───── Recorded data

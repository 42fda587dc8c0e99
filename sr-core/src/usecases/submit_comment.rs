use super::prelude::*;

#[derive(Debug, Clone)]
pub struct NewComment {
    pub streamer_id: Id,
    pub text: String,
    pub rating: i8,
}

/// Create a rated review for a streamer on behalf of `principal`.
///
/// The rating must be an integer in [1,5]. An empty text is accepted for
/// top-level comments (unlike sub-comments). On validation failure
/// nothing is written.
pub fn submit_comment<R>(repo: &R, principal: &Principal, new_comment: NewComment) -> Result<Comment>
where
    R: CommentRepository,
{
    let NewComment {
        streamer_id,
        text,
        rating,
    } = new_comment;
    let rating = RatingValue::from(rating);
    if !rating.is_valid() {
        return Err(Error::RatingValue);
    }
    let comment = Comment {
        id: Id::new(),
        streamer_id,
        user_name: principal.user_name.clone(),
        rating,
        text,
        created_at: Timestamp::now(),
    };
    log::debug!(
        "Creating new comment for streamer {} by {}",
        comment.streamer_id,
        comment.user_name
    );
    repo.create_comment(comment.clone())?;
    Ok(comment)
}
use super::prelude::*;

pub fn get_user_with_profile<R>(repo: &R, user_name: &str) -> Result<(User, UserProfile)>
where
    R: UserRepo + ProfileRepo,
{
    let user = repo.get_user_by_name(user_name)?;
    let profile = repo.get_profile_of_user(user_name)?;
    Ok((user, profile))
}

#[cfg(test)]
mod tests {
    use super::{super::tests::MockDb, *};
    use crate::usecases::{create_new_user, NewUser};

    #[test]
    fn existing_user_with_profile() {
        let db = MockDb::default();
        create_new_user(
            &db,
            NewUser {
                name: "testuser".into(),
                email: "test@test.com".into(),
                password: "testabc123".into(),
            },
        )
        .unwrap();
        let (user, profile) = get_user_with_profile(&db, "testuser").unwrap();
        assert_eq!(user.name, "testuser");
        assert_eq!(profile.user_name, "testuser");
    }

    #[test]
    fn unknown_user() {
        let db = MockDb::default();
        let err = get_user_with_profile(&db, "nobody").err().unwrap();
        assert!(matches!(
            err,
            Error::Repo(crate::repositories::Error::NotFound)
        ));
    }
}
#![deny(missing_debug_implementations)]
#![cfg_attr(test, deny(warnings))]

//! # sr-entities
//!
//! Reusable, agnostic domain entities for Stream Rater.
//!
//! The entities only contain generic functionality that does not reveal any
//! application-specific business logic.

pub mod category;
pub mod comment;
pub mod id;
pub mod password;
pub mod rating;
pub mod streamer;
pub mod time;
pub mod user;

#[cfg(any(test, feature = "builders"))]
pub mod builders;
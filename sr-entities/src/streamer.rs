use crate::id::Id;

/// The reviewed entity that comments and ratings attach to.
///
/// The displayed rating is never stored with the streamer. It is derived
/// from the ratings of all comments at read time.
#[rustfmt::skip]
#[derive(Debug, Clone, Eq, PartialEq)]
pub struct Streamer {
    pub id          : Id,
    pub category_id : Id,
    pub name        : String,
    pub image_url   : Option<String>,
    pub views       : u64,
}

──────────

• _Problem to solve_
Retype all of the material. Each line must match exactly.

• _Exercise answer_
repository 42fda587dc8c0e99
filename sr-core/src/usecases/submit_comment.rs
use super::prelude::*;

#[derive(Debug, Clone)]
pub struct NewComment {
    pub streamer_id: Id,
    pub text: String,
    pub rating: i8,
}

/// Create a rated review for a streamer on behalf of `principal`.
///
/// The rating must be an integer in [1,5]. An empty text is accepted for
/// top-level comments (unlike sub-comments). On validation failure
/// nothing is written.
pub fn submit_comment<R>(repo: &R, principal: &Principal, new_comment: NewComment) -> Result<Comment>
where
    R: CommentRepository,
{
    let NewComment {
        streamer_id,
        text,
        rating,
    } = new_comment;
    let rating = RatingValue::from(rating);
    if !rating.is_valid() {
        return Err(Error::RatingValue);
    }
    let comment = Comment {
        id: Id::new(),
        streamer_id,
        user_name: principal.user_name.clone(),
        rating,
        text,
        created_at: Timestamp::now(),
    };
    log::debug!(
        "Creating new comment for streamer {} by {}",
        comment.streamer_id,
        comment.user_name
    );
    repo.create_comment(comment.clone())?;
    Ok(comment)
}
use super::prelude::*;

pub fn get_user_with_profile<R>(repo: &R, user_name: &str) -> Result<(User, UserProfile)>
where
    R: UserRepo + ProfileRepo,
{
    let user = repo.get_user_by_name(user_name)?;
    let profile = repo.get_profile_of_user(user_name)?;
    Ok((user, profile))
}

#[cfg(test)]
mod tests {
    use super::{super::tests::MockDb, *};
    use crate::usecases::{create_new_user, NewUser};

    #[test]
    fn existing_user_with_profile() {
        let db = MockDb::default();
        create_new_user(
            &db,
            NewUser {
                name: "testuser".into(),
                email: "test@test.com".into(),
                password: "testabc123".into(),
            },
        )
        .unwrap();
        let (user, profile) = get_user_with_profile(&db, "testuser").unwrap();
        assert_eq!(user.name, "testuser");
        assert_eq!(profile.user_name, "testuser");
    }

    #[test]
    fn unknown_user() {
        let db = MockDb::default();
        let err = get_user_with_profile(&db, "nobody").err().unwrap();
        assert!(matches!(
            err,
            Error::Repo(crate::repositories::Error::NotFound)
        ));
    }
}
#![deny(missing_debug_implementations)]
#![cfg_attr(test, deny(warnings))]

//! # sr-entities
//!
//! Reusable, agnostic domain entities for Stream Rater.
//!
//! The entities only contain generic functionality that does not reveal any
//! application-specific business logic.

pub mod category;
pub mod comment;
pub mod id;
pub mod password;
pub mod rating;
pub mod streamer;
pub mod time;
pub mod user;

#[cfg(any(test, feature = "builders"))]
pub mod builders;
filename sr-entities/src/streamer.rs
use crate::id::Id;

/// The reviewed entity that comments and ratings attach to.
///
/// The displayed rating is never stored with the streamer. It is derived
/// from the ratings of all comments at read time.
#[rustfmt::skip]
#[derive(Debug, Clone, Eq, PartialEq)]
pub struct Streamer {
    pub id          : Id,
    pub category_id : Id,
    pub name        : String,
    pub image_url   : Option<String>,
    pub views       : u64,
}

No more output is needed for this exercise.